User Guide#

This guide provides a walkthrough of the major features in the hvpy package. hvpy is a python wrapper for the Helioviewer API, which is the same API that powers helioviewer.org.

Basic Usage#

Each API endpoint has a function in hvpy that shares the same name and has the same input parameters. For example if you are looking at getJP2Image in the Helioviewer documentation, you would execute this in hvpy with the following command:

import hvpy
from hvpy.datasource import DataSource
from datetime import datetime

jp2 = hvpy.getJP2Image(datetime.now(), DataSource.AIA_94.value)

Managing Return Types#

hvpy will attempt to coerce the result into a Python datatype for you. In general, there are 3 types of results you can expect from the API:

  1. Raw Data

  2. Strings

  3. JSON

In hvpy these return types map to:

  1. bytearray

  2. str

  3. dict

Sometimes the return type will change dependending on the input parameters you specify. Make sure to review your input parameters carefully. The descriptions in both our API Reference and the API Docs will say whether certain parameters change the output type.

Helper Functions#

hvpy provides a few helper functions for certain actions that generally require multiple API reqeusts. There are also helper functions for actions that may require more work than a simple API call.

Helper Flows#

For example, creating a movie requires calling hvpy.queueMovie followed by hvpy.getMovieStatus to see if the movie is done. Then you would call hvpy.downloadMovie to get the result. hvpy provides some helper functions to perform these flows for you.

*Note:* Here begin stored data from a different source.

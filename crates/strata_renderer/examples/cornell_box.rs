//! Cornell box example.
//!
//! Renders the classic Cornell box with a glass sphere and a smoke block,
//! logging strip progress as it arrives, and saves the result as a PNG.
//!
//! ```text
//! cargo run --release --example cornell_box -- [config.json] [output.png]
//! ```

use std::sync::mpsc;
use std::sync::Arc;
use std::thread;

use anyhow::{Context, Result};
use strata_core::{ConstantTexture, RenderConfig, TileOrder};
use strata_renderer::{
    render_with_preview, AxisRect, Camera, Color, ConstantMedium, Cuboid, FlipNormals, Hittable,
    HittableList, Material, RotateY, Scene, Sphere, StripResult, Translate, Vec3,
};

fn main() -> Result<()> {
    env_logger::Builder::from_env(env_logger::Env::default().default_filter_or("info")).init();

    let mut args = std::env::args().skip(1);
    let config = match args.next() {
        Some(path) => RenderConfig::from_json_file(&path)
            .with_context(|| format!("Failed to load render config {}", path))?,
        None => RenderConfig {
            width: 400,
            height: 400,
            samples: 64,
            tile_order: TileOrder::Spiral,
            ..RenderConfig::default()
        },
    };
    let output = args.next().unwrap_or_else(|| "cornell_box.png".to_string());

    let scene = build_scene(&config).context("Failed to build Cornell box")?;

    let (tx, rx) = mpsc::channel::<StripResult>();
    let total_rows = config.height;
    let progress = thread::spawn(move || {
        let mut done = 0;
        for result in rx {
            done += result.strip.height;
            log::info!(
                "Rows {:?} finished ({:.0}%)",
                result.strip.rows(),
                100.0 * done as f64 / total_rows as f64
            );
        }
    });

    let canvas = render_with_preview(&scene, &config, tx).context("Render failed")?;
    if progress.join().is_err() {
        log::warn!("Progress reporter panicked");
    }

    let image = image::RgbaImage::from_raw(canvas.width, canvas.height, canvas.to_rgba8())
        .context("Canvas size does not match its pixel buffer")?;
    image
        .save(&output)
        .with_context(|| format!("Failed to save {}", output))?;
    log::info!("Saved {}", output);

    Ok(())
}

fn build_scene(config: &RenderConfig) -> Result<Scene> {
    let red = Arc::new(Material::lambertian(Color::new(0.65, 0.05, 0.05)));
    let white = Arc::new(Material::lambertian(Color::splat(0.73)));
    let green = Arc::new(Material::lambertian(Color::new(0.12, 0.45, 0.15)));
    let light = Arc::new(Material::diffuse_light(Color::splat(15.0)));

    let lamp: Arc<dyn Hittable> = Arc::new(FlipNormals::new(Arc::new(AxisRect::xz(
        (213.0, 343.0),
        (227.0, 332.0),
        554.0,
        light,
    ))));
    let glass: Arc<dyn Hittable> = Arc::new(Sphere::new(
        Vec3::new(190.0, 90.0, 190.0),
        90.0,
        Arc::new(Material::dielectric(1.5)),
    ));

    let tall_box: Arc<dyn Hittable> = Arc::new(Translate::new(
        Arc::new(RotateY::new(
            Arc::new(Cuboid::new(
                Vec3::ZERO,
                Vec3::new(165.0, 330.0, 165.0),
                white.clone(),
            )),
            15.0,
        )),
        Vec3::new(265.0, 0.0, 295.0),
    ));
    let smoke: Arc<dyn Hittable> = Arc::new(ConstantMedium::new(
        tall_box,
        0.01,
        Arc::new(ConstantTexture::new(Color::ZERO)),
    ));

    let objects: Vec<Arc<dyn Hittable>> = vec![
        Arc::new(FlipNormals::new(Arc::new(AxisRect::yz(
            (0.0, 555.0),
            (0.0, 555.0),
            555.0,
            green,
        )))),
        Arc::new(AxisRect::yz((0.0, 555.0), (0.0, 555.0), 0.0, red)),
        Arc::new(FlipNormals::new(Arc::new(AxisRect::xz(
            (0.0, 555.0),
            (0.0, 555.0),
            555.0,
            white.clone(),
        )))),
        Arc::new(AxisRect::xz((0.0, 555.0), (0.0, 555.0), 0.0, white.clone())),
        Arc::new(FlipNormals::new(Arc::new(AxisRect::xy(
            (0.0, 555.0),
            (0.0, 555.0),
            555.0,
            white,
        )))),
        lamp.clone(),
        glass.clone(),
        smoke,
    ];

    // Sample the glass sphere as well, so caustics converge faster
    let lights = HittableList::from(vec![lamp, glass]);

    let camera = Camera::new()
        .with_resolution(config.width, config.height)
        .with_position(
            Vec3::new(278.0, 278.0, -800.0),
            Vec3::new(278.0, 278.0, 0.0),
            Vec3::Y,
        )
        .with_lens(40.0, 0.0, 10.0);

    Ok(Scene::with_lights(objects, lights, camera)?)
}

Datasource & Event Selection#

Some API requests accept a list of datasources and events. These are in a very specific format. For example layering an SDO/AIA 94 and an SDO/AIA 304 image might look like “[13,1,50],[8,1,50]”. Since hvpy provides a one to one mapping, you would have to understand and create this string yourself. To do this, you would have to go figure out how helioviewer likes its layer strings, and find the IDs for each source.

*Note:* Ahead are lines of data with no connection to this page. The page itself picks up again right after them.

use crate::{Interval, Ray, Vec3};

/// Axis-Aligned Bounding Box for the BVH.
///
/// An AABB is defined by three intervals (one per axis) that bound a 3D volume.
/// Each interval's `min` is the box minimum on that axis and `max` the maximum.
#[derive(Debug, Copy, Clone, PartialEq)]
pub struct Aabb {
    pub x: Interval,
    pub y: Interval,
    pub z: Interval,
}

impl Aabb {
    /// Create a new AABB from three intervals.
    pub fn new(x: Interval, y: Interval, z: Interval) -> Self {
        let mut aabb = Self { x, y, z };
        aabb.pad_to_minimums();
        aabb
    }

    /// Create an AABB from two corner points, in any order.
    pub fn from_points(a: Vec3, b: Vec3) -> Self {
        Self::new(
            Interval::new(a.x.min(b.x), a.x.max(b.x)),
            Interval::new(a.y.min(b.y), a.y.max(b.y)),
            Interval::new(a.z.min(b.z), a.z.max(b.z)),
        )
    }

    /// Smallest box enclosing every point in `points`.
    pub fn enclosing(points: &[Vec3]) -> Option<Self> {
        let (first, rest) = points.split_first()?;
        let (min, max) = rest
            .iter()
            .fold((*first, *first), |(lo, hi), p| (lo.min(*p), hi.max(*p)));
        Some(Self::from_points(min, max))
    }

    /// Create an AABB that surrounds two other AABBs.
    pub fn surrounding(box0: &Aabb, box1: &Aabb) -> Self {
        Self {
            x: Interval::surrounding(&box0.x, &box1.x),
            y: Interval::surrounding(&box0.y, &box1.y),
            z: Interval::surrounding(&box0.z, &box1.z),
        }
    }

    /// Get the interval for a specific axis (0=X, 1=Y, 2=Z).
    pub fn axis_interval(&self, n: usize) -> Interval {
        match n {
            0 => self.x,
            1 => self.y,
            _ => self.z,
        }
    }

    /// Minimum corner.
    pub fn min(&self) -> Vec3 {
        Vec3::new(self.x.min, self.y.min, self.z.min)
    }

    /// Maximum corner.
    pub fn max(&self) -> Vec3 {
        Vec3::new(self.x.max, self.y.max, self.z.max)
    }

    /// All eight corners of the box.
    pub fn corners(&self) -> [Vec3; 8] {
        let (lo, hi) = (self.min(), self.max());
        [
            Vec3::new(lo.x, lo.y, lo.z),
            Vec3::new(hi.x, lo.y, lo.z),
            Vec3::new(lo.x, hi.y, lo.z),
            Vec3::new(hi.x, hi.y, lo.z),
            Vec3::new(lo.x, lo.y, hi.z),
            Vec3::new(hi.x, lo.y, hi.z),
            Vec3::new(lo.x, hi.y, hi.z),
            Vec3::new(hi.x, hi.y, hi.z),
        ]
    }

    /// True if `other` lies entirely inside this box.
    pub fn contains(&self, other: &Aabb) -> bool {
        self.x.encloses(&other.x) && self.y.encloses(&other.y) && self.z.encloses(&other.z)
    }

    /// Test if a ray intersects this AABB within the given interval.
    ///
    /// Uses the slab method. Zero direction components divide to +/-inf,
    /// which the min/max folding handles without a special case.
    pub fn hit(&self, r: &Ray, mut ray_t: Interval) -> bool {
        for axis in 0..3 {
            let slab = self.axis_interval(axis);
            let adinv = 1.0 / r.direction[axis];
            let mut t0 = (slab.min - r.origin[axis]) * adinv;
            let mut t1 = (slab.max - r.origin[axis]) * adinv;
            if adinv < 0.0 {
                std::mem::swap(&mut t0, &mut t1);
            }
            ray_t.min = t0.max(ray_t.min);
            ray_t.max = t1.min(ray_t.max);
            if ray_t.max <= ray_t.min {
                return false;
            }
        }
        true
    }

    /// Pad intervals to avoid zero-width AABBs (flat rectangles, triangles).
    fn pad_to_minimums(&mut self) {
        let delta = 0.0001;
        if self.x.size() < delta {
            self.x = self.x.expand(delta);
        }
        if self.y.size() < delta {
            self.y = self.y.expand(delta);
        }
        if self.z.size() < delta {
            self.z = self.z.expand(delta);
        }
    }

    /// Translate (move) the AABB by an offset vector.
    pub fn translate(&self, offset: Vec3) -> Aabb {
        Aabb::new(
            self.x.add_scalar(offset.x),
            self.y.add_scalar(offset.y),
            self.z.add_scalar(offset.z),
        )
    }
}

hvpy makes this easy by providing a function for you. hvpy.utils.create_layers will create this string for you. You simply specify a tuple with the source enum you want, and the opacity it should have the end result.

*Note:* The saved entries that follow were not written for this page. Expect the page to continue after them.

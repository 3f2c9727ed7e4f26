//! Strip-based work partitioning.
//!
//! Divides the image into full-width horizontal strips that can be
//! rendered independently and in parallel.

use strata_core::TileOrder;
use strata_math::Vec4;

/// Preferred strip heights, tried in order.
pub const STEP_CANDIDATES: [u32; 10] = [32, 25, 24, 20, 16, 12, 10, 8, 5, 4];

/// A band of full-width rows.
#[derive(Debug, Clone, Copy, PartialEq, Eq)]
pub struct Strip {
    /// First row of the strip (row 0 is the top of the image)
    pub y: u32,
    /// Number of rows
    pub height: u32,
    /// Position in top-to-bottom order, independent of render order
    pub index: usize,
}

impl Strip {
    /// Rows covered, as a half-open range.
    pub fn rows(&self) -> std::ops::Range<u32> {
        self.y..self.y + self.height
    }
}

/// Strip height for an image `height` rows tall.
///
/// The first candidate that divides the height wins. Otherwise the largest
/// candidate that fits is used and the last strip comes out shorter.
/// Images shorter than the smallest candidate render as a single strip.
pub fn step_height(height: u32) -> u32 {
    if height < STEP_CANDIDATES[STEP_CANDIDATES.len() - 1] {
        return height.max(1);
    }
    STEP_CANDIDATES
        .iter()
        .copied()
        .find(|c| height % c == 0)
        .or_else(|| STEP_CANDIDATES.iter().copied().find(|c| *c <= height))
        .unwrap_or(height)
}

/// Generate strips covering `height` rows, `step` rows each.
pub fn generate_strips(height: u32, step: u32, order: TileOrder) -> Vec<Strip> {
    let step = step.max(1);
    let mut strips: Vec<Strip> = (0..height)
        .step_by(step as usize)
        .enumerate()
        .map(|(index, y)| Strip {
            y,
            height: step.min(height - y),
            index,
        })
        .collect();

    if order == TileOrder::Spiral {
        sort_spiral(&mut strips, height);
    }
    strips
}

/// Sort strips by distance from the image centre (centre-out order).
///
/// Strips closer to the centre are rendered first, so a preview shows the
/// most visually important part of the image early.
fn sort_spiral(strips: &mut [Strip], height: u32) {
    let center = height as f64 / 2.0;
    let distance = |s: &Strip| (s.y as f64 + s.height as f64 / 2.0 - center).abs();
    strips.sort_by(|a, b| distance(a).total_cmp(&distance(b)));
}

/// Result of rendering a strip.
#[derive(Debug, Clone)]
pub struct StripResult {
    /// The strip that was rendered
    pub strip: Strip,
    /// Image width in pixels
    pub width: u32,
    /// Pixel colours in row-major order within the strip
    pub pixels: Vec<Vec4>,
}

from hvpy.utils import create_layers
from hvpy.datasource import DataSource

layer_string = create_layers([(DataSource.AIA_304, 50), (DataSource.AIA_94, 50)])
print(layer_string)
"[13,1,50],[8,1,50]"

There is a similar function for choosing events that you want to have displayed in hvpy.utils.create_events

Miscellaneous Helpers#

hvpy also provides some miscellaneous helper functions. For example, since many API endpoints return raw data like images or videos, we’ve implemented a simple hvpy.utils.save_file to save this binary data to disk.